Always a favorite among our readers, NutleyWatch contributor “Espalier” has submitted another well-timed commentary on the many issues we face with the Belleville school district, and the importance of Tuesday’s election.

 

 

Makers and Breakers: The Profit in Destruction

 

“It is a singular honor for me, actually, to be asked to participate in this important exercise in local self-determination.”

 

-Bob Braun, BUC Candidates Forum, Belleville, NJ, 10/27/14

 

 

This election, November 4, 2014, is a bellwether moment for our township.

We are presently enduring a Board of Education which has been willing to take a sixty-two million dollar budget to a “secure location,” where neither the public, nor even the Belleville Town Council itself, was allowed access to what is, rightfully, public information. While there, the BOE converted the budget process into a feeding frenzy for political allies, friends and family, and, most sadly of all, managed to dissipate a lot of hard earned capital and human resources on piles of bling, distributed among a core group of operators. Bewilderingly, this group sought to live large on school board funds while students, teachers, and parents were left to wonder—when they weren’t being punished, in a variety of ways, for noticing the flaws in the BOE plan—why? This painful spectacle requires us to issue a sharp correction to the “drift” of the parties involved. It is difficult, at present, to term them “responsible.”

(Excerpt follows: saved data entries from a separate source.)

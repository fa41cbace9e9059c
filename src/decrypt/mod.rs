//! Decryption engine layer

mod engine;
mod passwords;

pub use engine::{
    decrypted_output_path, has_decrypted_suffix, BatchFileOutcome, BatchOutcome, DecryptEngine,
    DecryptionOutcome, EncryptionStatus, PdfFileEntry, DECRYPTED_SUFFIX, UNKNOWN_FIELD,
};
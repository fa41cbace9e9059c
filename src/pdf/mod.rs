//! PDF container layer
//!
//! This module wraps the two PDF backends: qpdf for encryption probing
//! and password trials, PDFium for best-effort document metadata.

mod qpdf;
mod reader;

pub use qpdf::QpdfWrapper;
pub use reader::{PdfMetadataInfo, PdfReader};

#[cfg(test)]
pub(crate) mod test_support;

A steady stream of serious complaints from people within local government, from alert citizens, from students, teachers, and administrators within the schools community, as well as the advent of some much improved public reporting, have all served to initiate the process of correction. But the recalcitrant Belleville BOE was thwarted, most significantly, by the compulsory presence of a NJ State Monitor, now on indefinite assignment to the district and charged, by acting NJDOE Commissioner David Hespe, with overseeing spending and hiring decisions within the Belleville BOE. The BOE, itself, would have preferred to ignore the whole thing, continue unabated, and pass the burgeoning costs on to local taxpayers, had they been allowed.

I have not seen a single voluntary statement of accountability from a member of this school board with regard to their role, let alone their culpability, in this party gone way out of bounds. And to make matters worse, they continue to drag their heels and leave the tough decisions to others.

How can that possibly be? Did I miss it? Or is it all still privileged information, due, by now, to the escalating presence and involvement of various attorneys and official investigators?

We now have a critical opportunity to place two new school board trustees among the membership of this darkened decision-making body, alongside the NJ State Monitor, Mr. Thomas Egan. We have a hard fought opportunity to exercise our responsibility as voters, and to take another step toward restoring proper local management and oversight to the Belleville School System. The sooner we turn things around for the Board of Education, and the more completely we accomplish the task, the better the prospects for the full recovery of our children’s educational resources. It is our responsibility to help our youngest citizens flourish. No township can afford to abuse and forsake its educational system, not least of all the teachers and the students themselves, and expect the community as a whole to prosper.

In the meantime, education itself, and public education in particular, once regarded as a right, is being ever more rapidly commoditized. And with these developments come powerful new players, with updated forms of old political games.

As a key community in Essex County, Belleville will, one might hope, continue to be a secure environment for families of modest means. This must, for the future of the township and all who pass through here, include a rich, challenging, and supportive educational process for its youngest and most vulnerable members.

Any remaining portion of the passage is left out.